I sent a small update on Friday, please read it here if you missed it.
As I mentioned last time, Harry Potter and the Goblet of Fire came out in 2000, while Order of the Phoenix came out in 2003. Potter fandom called this period the Three-Year Summer. It was the longest gap in publication in the series (which is actually shocking?? good job JKR). Fanfiction flourished, and the sheer amount of time for speculation—plus the burgeoning internet venues for communities to gather to share it—meant that this book was forced to contend with very different expectations, differently formed and expressed, than any that had come before.
I remember vividly how surprised and annoyed people were to return after the three-year summer to find Harry a sullen teenager, “all-caps Harry.” But reading the books straight through now, it feels like such a natural response. The first chapter begins in stifling heat, and the subsequent chapters in this section all deal with tiny, enclosed spaces: the long scene in the Dursleys’ kitchen; Harry’s locked bedroom; 12 Grimmauld Place, crammed between two other flats; the narrow, claustrophobic house itself, stuffed with old crap and with too many people inside. The world grew so large in Goblet of Fire, and now it has been forced back down to size, Harry shoved into a childhood space in which he no longer fits, until an explosion becomes inevitable.

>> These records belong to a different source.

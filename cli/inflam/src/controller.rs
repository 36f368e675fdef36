use std::io::Write;
use std::path::{Path, PathBuf};

use inflam_data::{load_csv, DataError};
use inflam_stats::{daily_above_threshold, DailyStatistics, StatsError};
use inflam_viz::{
    JsonPresenter, Presenter, SparklinePresenter, SvgPresenter, TextSummary, ViewData, VizError,
};
use log::{debug, info};
use serde::Serialize;
use thiserror::Error;

use crate::config::Config;

#[derive(Debug, Error)]
pub enum RunError {
    #[error("no input files given")]
    NoInput,
    #[error("failed to load '{}': {source}", .path.display())]
    Load {
        path: PathBuf,
        #[source]
        source: DataError,
    },
    #[error("{}: {source}", .path.display())]
    Threshold {
        path: PathBuf,
        #[source]
        source: StatsError,
    },
    #[error("failed to present '{}': {source}", .path.display())]
    Present {
        path: PathBuf,
        #[source]
        source: VizError,
    },
    #[error("output error: {0}")]
    Output(#[from] std::io::Error),
}

/// Count readings of one patient above a cutoff, per input file.
#[derive(Debug, Clone, Copy, PartialEq)]
pub struct ThresholdQuery {
    pub threshold: f64,
    pub patient: usize,
}

#[derive(Debug, Clone, Default)]
pub struct RunOptions {
    pub infiles: Vec<PathBuf>,
    /// Print the full statistic vectors.
    pub text: bool,
    /// Emit JSON lines instead of the terminal plot and text summary.
    pub json: bool,
    /// Skip the terminal plot.
    pub quiet: bool,
    pub threshold: Option<ThresholdQuery>,
    pub config: Config,
}

/// Name the daily statistics for presentation.
pub fn build_view(stats: &DailyStatistics) -> ViewData {
    stats
        .entries()
        .into_iter()
        .map(|(name, values)| (name, values.to_vec()))
        .collect()
}

/// Presenters selected by `options`, in output order.
pub fn presenters_for(options: &RunOptions) -> Vec<Box<dyn Presenter>> {
    let config = &options.config;
    let mut presenters: Vec<Box<dyn Presenter>> = Vec::new();
    if options.json {
        presenters.push(Box::new(JsonPresenter::new()));
    } else {
        if !options.quiet {
            presenters.push(Box::new(SparklinePresenter::new(config.plot.sparkline_width)));
        }
        if options.text {
            presenters.push(Box::new(TextSummary::new(config.text.precision)));
        }
    }
    if let Some(dir) = &config.plot.svg_dir {
        presenters.push(Box::new(SvgPresenter::new(
            dir,
            config.plot.svg_width,
            config.plot.svg_height,
        )));
    }
    presenters
}

#[derive(Serialize)]
struct ThresholdRecord<'a> {
    source: &'a str,
    patient: usize,
    threshold: f64,
    above: usize,
}

/// Process every input in order. The first failure stops the run.
pub fn run(options: &RunOptions, out: &mut dyn Write) -> Result<(), RunError> {
    if options.infiles.is_empty() {
        return Err(RunError::NoInput);
    }
    let mut presenters = presenters_for(options);
    debug!("{} presenter(s) active", presenters.len());

    for path in &options.infiles {
        process_file(path, options, &mut presenters, out)?;
    }
    out.flush()?;
    Ok(())
}

fn process_file(
    path: &Path,
    options: &RunOptions,
    presenters: &mut [Box<dyn Presenter>],
    out: &mut dyn Write,
) -> Result<(), RunError> {
    info!("processing {}", path.display());
    let table = load_csv(path).map_err(|source| RunError::Load {
        path: path.to_path_buf(),
        source,
    })?;

    let stats = DailyStatistics::compute(&table);
    let view = build_view(&stats);
    let source = path.display().to_string();
    for presenter in presenters.iter_mut() {
        presenter
            .present(&source, &view, out)
            .map_err(|err| RunError::Present {
                path: path.to_path_buf(),
                source: err,
            })?;
    }

    if let Some(query) = options.threshold {
        let above = daily_above_threshold(&table, query.threshold, query.patient).map_err(
            |err| RunError::Threshold {
                path: path.to_path_buf(),
                source: err,
            },
        )?;
        if options.json {
            let record = ThresholdRecord {
                source: &source,
                patient: query.patient,
                threshold: query.threshold,
                above,
            };
            serde_json::to_writer(&mut *out, &record).map_err(std::io::Error::from)?;
            writeln!(out)?;
        } else {
            writeln!(
                out,
                "patient {}: {above} reading(s) above {}",
                query.patient, query.threshold
            )?;
        }
    }
    Ok(())
}

#[cfg(test)]
mod tests {
    use super::*;
    use inflam_data::InflammationTable;
    use pretty_assertions::assert_eq;

    #[test]
    fn view_names_match_statistics() {
        let t = InflammationTable::from_rows(vec![vec![1.0, 2.0], vec![3.0, 4.0]]).unwrap();
        let view = build_view(&DailyStatistics::compute(&t));
        let names: Vec<&str> = view.iter().map(|(n, _)| n).collect();
        assert_eq!(names, ["average", "max", "min", "std_dev"]);
        assert_eq!(view.get("average"), Some(&[2.0, 3.0][..]));
    }

    #[test]
    fn presenter_selection_follows_flags() {
        let mut options = RunOptions::default();
        assert_eq!(presenters_for(&options).len(), 1);

        options.text = true;
        assert_eq!(presenters_for(&options).len(), 2);

        options.quiet = true;
        assert_eq!(presenters_for(&options).len(), 1);

        options.json = true;
        options.config.plot.svg_dir = Some(PathBuf::from("plots"));
        assert_eq!(presenters_for(&options).len(), 2);
    }

    #[test]
    fn no_input_is_an_error() {
        let mut out = Vec::new();
        let err = run(&RunOptions::default(), &mut out).unwrap_err();
        assert!(matches!(err, RunError::NoInput));
    }
}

He’s paralleled very directly with Sirius, who is likewise trapped back in his childhood home, one that seems to have been as hateful and abusive (emotionally, if not physically) as Harry’s. Sirius’s behavior, too, is seen as irrational and immature by other members of the Order, particularly Mrs. Weasley, but his simmering rage paired with Harry’s outbursts asks us to read them both on the same terms. It’s not just being kept out of the loop, or just having major decisions made on their behalf, or just lurking fear of permanent exile from the wizarding world, or just being trapped all summer with reminders of neglect and abuse they thought they’d escaped: it’s a combination of all of these things that would push anyone, man or boy, to a breaking point (and certainly a man who was in prison for a decade and thus might not be expected to have the most well-developed emotional coping mechanisms). It’s a combination that no one else around them can entirely understand.
Sirius’s description of his family’s loyalties makes explicit an undercurrent that has long been present in the books: there were plenty of people who didn’t support Voldemort, but fundamentally agreed with him.
“[The Blacks] weren’t alone, either, there were quite a few people, before Voldemort showed his true colors, who thought he had the right idea about things… they got cold feet when they saw what he was prepared to do to get power, though. But I bet my parents thought Regulus was a right little hero for joining up at first.”
Until now, wizards have existed on a very clear binary: prejudiced Dark Wizards like the Malfoys also directly supported Voldemort, while Good Wizards fought against him. Bad Wizards had to lie to get back into society after the war, and Good Wizards accept the lies but continue to view the liars with suspicion. Now we see there is a vast middle ground, the position that Dumbledore implied Fudge holds at the end of the previous book. It’s sort of impossible not to draw the comparison between today’s far-right movements and the more traditional conservatives that suddenly object to their party’s racist, sexist, xenophobic politics when spoken with the blunt crassness of a Johnson or a Trump: the problem isn’t what they’re saying, it’s how. So it is with the Blacks, with Fudge, and one suspects, with a hefty portion of the wizarding world. It’s difficult to imagine how the strictness of the Statute of Secrecy could have endured in a culture that on the whole genuinely respected Muggles and saw them as equals. It seems clear now that the extreme secrecy perhaps isn’t (entirely) an illogical plot-hole, but indicative of a deep and enduring strain of prejudice in the culture at large.
Meanwhile, the Ministry’s absurd regulations about out-of-school magic use strike again, once again maddening in their arbitrary nature and unwillingness to take circumstances into account. It’s really weird that the government gets to control who gets expelled from school, but I guess it makes sense in a society as cloistered as the wizarding world. Someone who can’t be trusted to exercise their magic abilities safely and (apparently more importantly) secretly is theoretically a danger to everyone, and thus the government’s business. Given that Harry has broken (or been accused of breaking) the Statute of Secrecy three times in four years, it doesn’t seem like a super sustainable system.
It also seems like a rule with such dire automatic consequences ought to require a little more investigation in cases like Harry’s, where his first strike wasn’t even actually his doing. But that’s probably not exactly what’s going on here. It’s implied, through Mrs Figg’s description of the surveillance Harry has been under, that Dumbledore feared the Ministry was trying to entrap Harry and possibly hoping for an excuse to expel him. Hermione’s description of the media apparatus that has been deployed to discredit him in advance—before he can go on record about his experience with Voldemort, I assume—feels spot-on. Everything in the wizarding world is just way too interconnected, way too tied up in the Ministry (which is apparently led by an unelected official!). There are no independent schools, no independent press, not even an independent court system. And Harry is beginning to see exactly why that is very, very bad.